La carrera de Economía no existía en el Perú cuando yo estudiaba en una universidad de Escocia, hace varias décadas. Mi objetivo era un título de auditor, pero me sedujo la vocación académica y decidí estudiar Economía. Desde Lima mis padres dijeron: “Es tu vida, hijo, pero qué pena porque esa profesión de economista no existe en el Perú. Vivirás en el extranjero y no te veremos más”.
Por suerte, no se cumplió el vaticinio. Sin embargo, cuando entré a trabajar en el Banco Central de Reserva del Perú (BCR), era el único funcionario con estudios de posgrado en Economía. El decano de la entonces Facultad de Ciencias Económicas, Comerciales y Administrativas de la PUCP era un abogado y me pidió modernizar el plan de estudios de Economía, pero no había quien enseñara las nuevas materias, que al final se lanzaron con profesores chilenos, holandeses y estadounidenses. En el BCR, nos apoyó la Fundación Ford con becas y un profesor extranjero para dictar el curso de verano. En la recién creada Universidad del Pacífico los cursos de Economía eran dictados por docentes que carecían de formación profesional en la materia.

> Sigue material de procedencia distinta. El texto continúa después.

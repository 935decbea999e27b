use dirs::home_dir;
use std::fmt::Display;
use std::path::PathBuf;
use unicode_normalization::UnicodeNormalization;

use crate::MgdlError;

type Result<T> = std::result::Result<T, MgdlError>;

/// Strip diacritics through compatibility decomposition and drop whatever
/// is still not ASCII afterwards.
pub fn asciify(s: &str) -> String {
    s.nfkd().filter(char::is_ascii).collect()
}

/// Replace path separators so a title stays a single path component.
pub fn path_safe(s: &str) -> String {
    s.replace(['/', '\\'], "-")
}

/// Format a volume, chapter or page number as a sortable token.
///
/// Integers are padded to two digits. Anything else is returned untouched,
/// except three-character values (`"1.5"`) which get a single leading zero
/// so they sort next to their two-digit neighbours. Directory names depend
/// on this exact output.
pub fn zero_pad(value: impl Display) -> String {
    let raw = value.to_string();

    match raw.trim().parse::<i128>() {
        Ok(number) => format!("{:02}", number),
        Err(_) if raw.chars().count() == 3 => format!("0{}", raw),
        Err(_) => raw,
    }
}

pub fn expand_tilde(path: PathBuf) -> Result<PathBuf> {
    if let Ok(stripped) = path.strip_prefix("~") {
        if let Some(home) = home_dir() {
            return Ok(home.join(stripped));
        } else {
            return Err(MgdlError::Config(
                "Could not determine home directory".to_string(),
            ));
        }
    }

    Ok(path)
}
use clap::{Parser, Subcommand};
use std::path::PathBuf;

use crate::logger::LogMode;

#[derive(Parser, Debug)]
#[command(author, version, about, long_about = None)]
struct CliArgs {
    /// Numeric id of the manga on the service
    manga_id: u64,

    /// Language code of the chapters to download
    #[arg(short, long)]
    lang: Option<String>,

    /// Folder the chapter images are written to
    #[arg(long)]
    dl_folder: Option<PathBuf>,

    /// Folder the .cbz archives are written to
    #[arg(long)]
    dest_folder: Option<PathBuf>,

    #[arg(long)]
    base_url: Option<String>,

    /// Package the download into .cbz archives
    #[arg(long, overrides_with = "no_cbz")]
    cbz: bool,

    #[arg(long, overrides_with = "cbz")]
    no_cbz: bool,

    /// Fail instead of replacing an existing archive
    #[arg(long)]
    no_overwrite: bool,

    #[arg(long, value_enum)]
    log_mode: Option<LogMode>,

    #[command(subcommand)]
    command: Option<CliCommand>,
}

#[derive(Subcommand, Debug)]
enum CliCommand {
    /// Download every volume (the default)
    All,
    /// Download a single volume
    Volume { number: i64 },
    /// Download a single chapter, e.g. `12` or `10.5`
    Chapter { number: String },
}

#[derive(Debug, Clone, PartialEq, Default)]
pub enum Command {
    #[default]
    All,
    Volume(i64),
    Chapter(String),
}

impl Command {
    /// Whole volumes are archived unless asked otherwise, single chapters
    /// are not.
    pub fn default_cbz(&self) -> bool {
        !matches!(self, Command::Chapter(_))
    }
}

#[derive(Debug, Default)]
pub struct Args {
    pub manga_id: u64,
    pub lang: Option<String>,
    pub dl_folder: Option<PathBuf>,
    pub dest_folder: Option<PathBuf>,
    pub base_url: Option<String>,
    pub cbz: Option<bool>,
    pub overwrite: Option<bool>,
    pub log_mode: Option<LogMode>,
    pub command: Command,
}

impl Args {
    pub fn cbz(&self) -> bool {
        self.cbz.unwrap_or_else(|| self.command.default_cbz())
    }
}

pub fn parse() -> Args {
    from_cli(CliArgs::parse())
}

pub fn try_parse_from<I, T>(itr: I) -> Result<Args, clap::Error>
where
    I: IntoIterator<Item = T>,
    T: Into<std::ffi::OsString> + Clone,
{
    CliArgs::try_parse_from(itr).map(from_cli)
}

fn from_cli(cli: CliArgs) -> Args {
    let cbz = match (cli.cbz, cli.no_cbz) {
        (true, _) => Some(true),
        (_, true) => Some(false),
        _ => None,
    };

    let command = match cli.command {
        None | Some(CliCommand::All) => Command::All,
        Some(CliCommand::Volume { number }) => Command::Volume(number),
        Some(CliCommand::Chapter { number }) => Command::Chapter(number),
    };

    Args {
        manga_id: cli.manga_id,
        lang: cli.lang,
        dl_folder: cli.dl_folder,
        dest_folder: cli.dest_folder,
        base_url: cli.base_url,
        cbz,
        overwrite: cli.no_overwrite.then_some(false),
        log_mode: cli.log_mode,
        command,
    }
}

Desde ese frágil inicio, la oferta y la demanda de economistas han crecido sin parar. Inicialmente, el camino obligado era un posgrado en el extranjero, pero la enseñanza local fue mejorando, primero en la PUCP y en la Pacífico, y luego en otras universidades. Si bien pocas empresas contrataban economistas para las decisiones diarias de negocio, se estableció como práctica obligada la consulta a la imaginada clarividencia científica de ese profesional, práctica alimentada por la extrema inestabilidad económica de las últimas décadas.
Para los negocios, se formaron empresas consultoras como Apoyo y Macroconsult, y en el ámbito académico, se crearon el Grupo de Análisis para el Desarrollo (Grade) y el Consorcio de Investigación Económica y Social (CIES). A la vez, el debate político se volvió más y más económico, nutrido de estadísticas y referencias a las experiencias de otros países, publicitando así el papel social del economista y dotándolo de un aura de liderazgo moderno, a la vez político y práctico.
Me sorprendió entonces el comentario del decano de una universidad provincial cuando pregunté si seguía aumentando la matrícula para la carrera de economista. Negando con la cabeza, dijo que los padres desalentaban esa opción porque no percibían oportunidades de trabajo. Luego, con la ayuda de Google, di un salto desde esa provincia hasta la cima de la profesión, en que cuatro destacados economistas –incluidos dos premios Nobel– se reunían para debatir el futuro de la ciencia económica. Confesando su propio fracaso para prever y prevenir la crisis financiera mundial, opinaron que el modelo ortodoxo de economía se ha vuelto más un culto que una ciencia, y que hacía falta multiplicar la creatividad científica y prestar más atención a temas como la desigualdad, la felicidad, las instituciones, la cultura y el poder.
Más radical han sido los estudiantes de Economía. Protestando contra el evidente fracaso de la disciplina, se asociaron espontáneamente en cuatro continentes, con estudiantes de prestigiosas universidades de Londres, París, Nueva York y Boston. Con apoyo de la Fundación Soros, han impuesto un nuevo plan de estudios, con menos teoría, con más historia y más reconocimiento de la diversidad del mundo y de los valores humanos. El tiempo dirá si se trata de una mera corrección de camino o del inicio de una gran transformación de la llamada ciencia económica.